(Exercise instructions)
In the material below, find each line with the string "when" and copy it.

-=-=-

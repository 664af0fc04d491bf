//! Error types for the execution kernel.
//!
//! Errors carry a coarse [`ErrorClass`] that drives the scheduler's retry
//! decisions: transient errors back off and retry, validation errors retry
//! with feedback, policy errors trigger a structural fallback, and fatal
//! errors terminate the node (and possibly the run) immediately.

use serde::{Deserialize, Serialize};
use thiserror::Error;

/// Convenience result type using [`EngineError`].
pub type Result<T> = std::result::Result<T, EngineError>;

/// Coarse classification used by the retry machinery.
#[derive(Debug, Clone, Copy, PartialEq, Eq, Serialize, Deserialize)]
#[serde(rename_all = "snake_case")]
pub enum ErrorClass {
    /// Network failure, rate limit, timeout, provider 5xx. Retried with
    /// exponential backoff.
    Transient,
    /// A plan failed to parse or violated plan invariants. Retried with the
    /// validation message fed back to the planner.
    Validation,
    /// A structural rule was hit (e.g. maximum depth). Handled by a
    /// fallback, not a plain retry.
    Policy,
    /// Non-recoverable. Never retried.
    Fatal,
}

impl std::fmt::Display for ErrorClass {
    fn fmt(&self, f: &mut std::fmt::Formatter<'_>) -> std::fmt::Result {
        let name = match self {
            ErrorClass::Transient => "transient",
            ErrorClass::Validation => "validation",
            ErrorClass::Policy => "policy",
            ErrorClass::Fatal => "fatal",
        };
        write!(f, "{}", name)
    }
}

/// Errors produced by the engine and its collaborators.
#[derive(Error, Debug)]
pub enum EngineError {
    /// A capability invocation failed terminally for one node.
    #[error("node '{nid}' failed after {attempts} attempt(s): {message}")]
    NodeFailed {
        /// Hierarchical id of the failing node
        nid: String,
        /// Error classification of the final attempt
        class: ErrorClass,
        /// Human-readable failure description
        message: String,
        /// Number of attempts consumed
        attempts: u32,
    },

    /// No candidate work, nothing in flight, root not terminal.
    #[error("scheduler deadlocked at node '{nid}': no runnable work remains")]
    Deadlock {
        /// Lowest blocked node, for diagnostics
        nid: String,
    },

    /// The run was cancelled cooperatively.
    #[error("run cancelled")]
    Cancelled,

    /// A capability name could not be resolved in the registry.
    #[error("unknown capability '{0}'")]
    UnknownCapability(String),

    /// A plan payload violated the plan invariants.
    #[error("invalid plan: {0}")]
    InvalidPlan(String),

    /// Configuration was structurally invalid.
    #[error("configuration error: {0}")]
    Configuration(String),

    /// Snapshot or cache persistence failed.
    #[error("store error: {0}")]
    Store(#[from] scribe_store::StoreError),

    /// JSON (de)serialization failed.
    #[error("serialization error: {0}")]
    Serialization(#[from] serde_json::Error),

    /// Filesystem operation failed.
    #[error("I/O error: {0}")]
    Io(#[from] std::io::Error),

    /// Lookup of an unknown run.
    #[error("unknown run '{0}'")]
    UnknownRun(String),
}

impl EngineError {
    /// Create a terminal node failure.
    pub fn node_failed(
        nid: impl Into<String>,
        class: ErrorClass,
        message: impl Into<String>,
        attempts: u32,
    ) -> Self {
        Self::NodeFailed {
            nid: nid.into(),
            class,
            message: message.into(),
            attempts,
        }
    }

    /// Classification of this error for reporting.
    pub fn class(&self) -> ErrorClass {
        match self {
            EngineError::NodeFailed { class, .. } => *class,
            EngineError::Deadlock { .. } => ErrorClass::Fatal,
            EngineError::Cancelled => ErrorClass::Fatal,
            EngineError::InvalidPlan(_) => ErrorClass::Validation,
            _ => ErrorClass::Fatal,
        }
    }

    /// Error kind string surfaced through status and `run_finished`.
    pub fn kind(&self) -> &'static str {
        match self {
            EngineError::NodeFailed { class, .. } => match class {
                ErrorClass::Transient => "transient",
                ErrorClass::Validation => "validation",
                ErrorClass::Policy => "policy",
                ErrorClass::Fatal => "fatal",
            },
            EngineError::Deadlock { .. } => "deadlock",
            EngineError::Cancelled => "cancelled",
            EngineError::UnknownCapability(_) => "misconfiguration",
            EngineError::InvalidPlan(_) => "validation",
            EngineError::Configuration(_) => "misconfiguration",
            EngineError::Store(_) => "store",
            EngineError::Serialization(_) => "serialization",
            EngineError::Io(_) => "io",
            EngineError::UnknownRun(_) => "unknown_run",
        }
    }

    /// Node the error is attributable to, when known.
    pub fn failing_nid(&self) -> Option<&str> {
        match self {
            EngineError::NodeFailed { nid, .. } => Some(nid),
            EngineError::Deadlock { nid } => Some(nid),
            _ => None,
        }
    }
}
/// Dependency structure owned by one PLAN node.
#[derive(Debug, Clone, Default, Serialize, Deserialize)]
pub struct InnerGraph {
    /// Children in plan order.
    pub members: Vec<NodeId>,
    /// Dependency edges `(prerequisite, dependent)`.
    pub edges: Vec<(NodeId, NodeId)>,
    /// Topological order, materialized when the plan is accepted.
    pub topo: Vec<NodeId>,
}

/// Record of one accepted plan, used by the engine to emit events.
#[derive(Debug, Clone)]
pub struct PlanApplication {
    /// Created children, in plan order.
    pub added: Vec<NodeId>,
    /// Added dependency edges.
    pub edges: Vec<(NodeId, NodeId)>,
}

/// A status flip observed during a readiness or aggregation sweep.
#[derive(Debug, Clone, Copy)]
pub struct StatusChange {
    pub id: NodeId,
    pub old: NodeStatus,
    pub new: NodeStatus,
}

/// Arena owning every node of a run.
#[derive(Debug, Clone, Serialize, Deserialize)]
pub struct NodeArena {
    nodes: Vec<Node>,
    inner: HashMap<u64, InnerGraph>,
    root: NodeId,
}
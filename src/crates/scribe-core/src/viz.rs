//! Graph rendering for inspection tooling.
//!
//! Renders a [`GraphView`] as DOT or Mermaid text. Containment is drawn as
//! solid edges, lateral dependencies as dashed ones.

use crate::graph::GraphView;
use std::fmt::Write;

/// Output format for graph rendering.
#[derive(Debug, Clone, Copy, PartialEq, Eq)]
pub enum VizFormat {
    Dot,
    Mermaid,
}

/// Render a graph view in the requested format.
pub fn render(view: &GraphView, format: VizFormat) -> String {
    match format {
        VizFormat::Dot => render_dot(view),
        VizFormat::Mermaid => render_mermaid(view),
    }
}

fn node_label(view: &GraphView) -> String {
    format!("{} {} [{}]", view.nid, view.task_type, view.status)
}

fn render_dot(view: &GraphView) -> String {
    let mut out = String::from("digraph scribe {\n    rankdir=TB;\n    node [shape=box];\n");
    walk_dot(view, &mut out);
    out.push_str("}\n");
    out
}

fn walk_dot(view: &GraphView, out: &mut String) {
    let _ = writeln!(
        out,
        "    \"{}\" [label=\"{}\"];",
        view.nid,
        node_label(view).replace('"', "'")
    );
    for child in &view.children {
        let _ = writeln!(out, "    \"{}\" -> \"{}\";", view.nid, child.nid);
        for dep in &child.dependencies {
            let _ = writeln!(out, "    \"{}\" -> \"{}\" [style=dashed];", dep, child.nid);
        }
        walk_dot(child, out);
    }
}

fn render_mermaid(view: &GraphView) -> String {
    let mut out = String::from("graph TD\n");
    walk_mermaid(view, &mut out);
    out
}

fn mermaid_id(nid: &str) -> String {
    format!("n{}", nid.replace('.', "_"))
}

fn walk_mermaid(view: &GraphView, out: &mut String) {
    let _ = writeln!(
        out,
        "    {}[\"{}\"]",
        mermaid_id(&view.nid),
        node_label(view).replace('"', "'")
    );
    for child in &view.children {
        let _ = writeln!(
            out,
            "    {} --> {}",
            mermaid_id(&view.nid),
            mermaid_id(&child.nid)
        );
        for dep in &child.dependencies {
            let _ = writeln!(
                out,
                "    {} -.-> {}",
                mermaid_id(dep),
                mermaid_id(&child.nid)
            );
        }
        walk_mermaid(child, out);
    }
}

#[cfg(test)]
mod tests {
    use super::*;
    use crate::capability::SubtaskSpec;
    use crate::graph::NodeArena;
    use crate::node::{NodeStatus, TaskType};

    fn sample_view() -> GraphView {
        let mut arena = NodeArena::new("story", TaskType::Composition);
        let root = arena.root();
        arena.advance_readiness();
        arena.set_status(root, NodeStatus::Doing);
        arena
            .apply_plan(
                root,
                &[
                    SubtaskSpec::new(TaskType::Composition, "intro"),
                    SubtaskSpec::new(TaskType::Composition, "body").depends_on(0),
                ],
                4,
            )
            .unwrap();
        arena.hierarchy_view()
    }

    #[test]
    fn test_dot_contains_containment_and_dependency_edges() {
        let dot = render(&sample_view(), VizFormat::Dot);
        assert!(dot.starts_with("digraph"));
        assert!(dot.contains("\"0\" -> \"0.1\";"));
        assert!(dot.contains("\"0.1\" -> \"0.2\" [style=dashed];"));
    }

    #[test]
    fn test_mermaid_ids_avoid_dots() {
        let mermaid = render(&sample_view(), VizFormat::Mermaid);
        assert!(mermaid.starts_with("graph TD"));
        assert!(mermaid.contains("n0 --> n0_1"));
        assert!(mermaid.contains("n0_1 -.-> n0_2"));
    }
}
#[tokio::test]
async fn snapshot_round_trip_preserves_graph_and_result() {
    let plan = ActionResult::Plan {
        subtasks: vec![
            SubtaskSpec::new(TaskType::Composition, "alpha"),
            SubtaskSpec::new(TaskType::Composition, "beta").depends_on(0),
        ],
    };
    let registry = CapabilityRegistry::new()
        .with(
            ScriptedCapability::new("planner")
                .on("0", ActionName::Plan, plan)
                .build(),
        )
        .with(
            ScriptedCapability::new("writer")
                .with_default(|request| {
                    ActionResult::Write {
                        text: format!("{}.", request.goal),
                    }
                    .into()
                })
                .build(),
        )
        .with(Arc::new(OfflineAggregator::new("aggregator")));

    let engine = Engine::new("run-snapshot", "persist me", base_config(), registry.clone())
        .unwrap();
    let result = engine.run_until_done().await.unwrap();

    let dir = tempfile::tempdir().unwrap();
    engine.save_snapshot(dir.path()).unwrap();
    assert!(scribe_store::is_done(dir.path()));

    let loaded = Engine::load(dir.path(), registry).unwrap();
    assert_eq!(loaded.run_id(), "run-snapshot");

    // Serialized graphs are identical.
    let original = serde_json::to_string(&*engine.arena().read()).unwrap();
    let restored = serde_json::to_string(&*loaded.arena().read()).unwrap();
    assert_eq!(original, restored);

    // Continuing a finished run reproduces the result without new work.
    let replayed = loaded.run_until_done().await.unwrap();
    assert_eq!(replayed, result);
    let steps = events_of(&loaded)
        .iter()
        .filter(|e| matches!(&e.payload, EventPayload::StepStarted { .. }))
        .count();
    assert_eq!(steps, 0);
}

#[tokio::test]
async fn interrupted_run_resumes_from_snapshot() {
    // Build a half-finished run by hand: plan applied, first child done,
    // second child still pending, one node stuck in DOING.
    let registry = CapabilityRegistry::new()
        .with(
            ScriptedCapability::new("writer")
                .with_default(|request| {
                    ActionResult::Write {
                        text: format!("{}.", request.goal),
                    }
                    .into()
                })
                .build(),
        )
        .with(Arc::new(OfflineAggregator::new("aggregator")));

    let dir = tempfile::tempdir().unwrap();
    {
        let mut arena = scribe_core::NodeArena::new("resume me", TaskType::Composition);
        let root = arena.root();
        arena.advance_readiness();
        arena.set_status(root, NodeStatus::Doing);
        let application = arena
            .apply_plan(
                root,
                &[
                    SubtaskSpec::new(TaskType::Composition, "alpha"),
                    SubtaskSpec::new(TaskType::Composition, "beta").depends_on(0),
                ],
                4,
            )
            .unwrap();
        arena.set_status(root, NodeStatus::PlanDone);
        arena
            .record_outcome(
                application.added[0],
                NodeOutcome::Text { text: "alpha.".into() },
                NodeStatus::Finished,
            )
            .unwrap();
        // Simulate a crash mid-call on the second child.
        arena.set_status(application.added[1], NodeStatus::Doing);

        let snapshot = RunSnapshot {
            run_id: "run-resume".into(),
            config: base_config(),
            arena: arena.clone(),
        };
        let memory = scribe_core::Memory::state(&arena);
        let article = scribe_core::Memory::running_article(&arena);
        scribe_store::save_snapshot(dir.path(), &snapshot, &memory, &article, false).unwrap();
    }

    let engine = Engine::load(dir.path(), registry).unwrap();
    let result = engine.run_until_done().await.unwrap();
    assert_eq!(result, "alpha.\n\nbeta.");
}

-=-=-

(The completed task)
    /// Node the error is attributable to, when known.
    /// Topological order, materialized when the plan is accepted.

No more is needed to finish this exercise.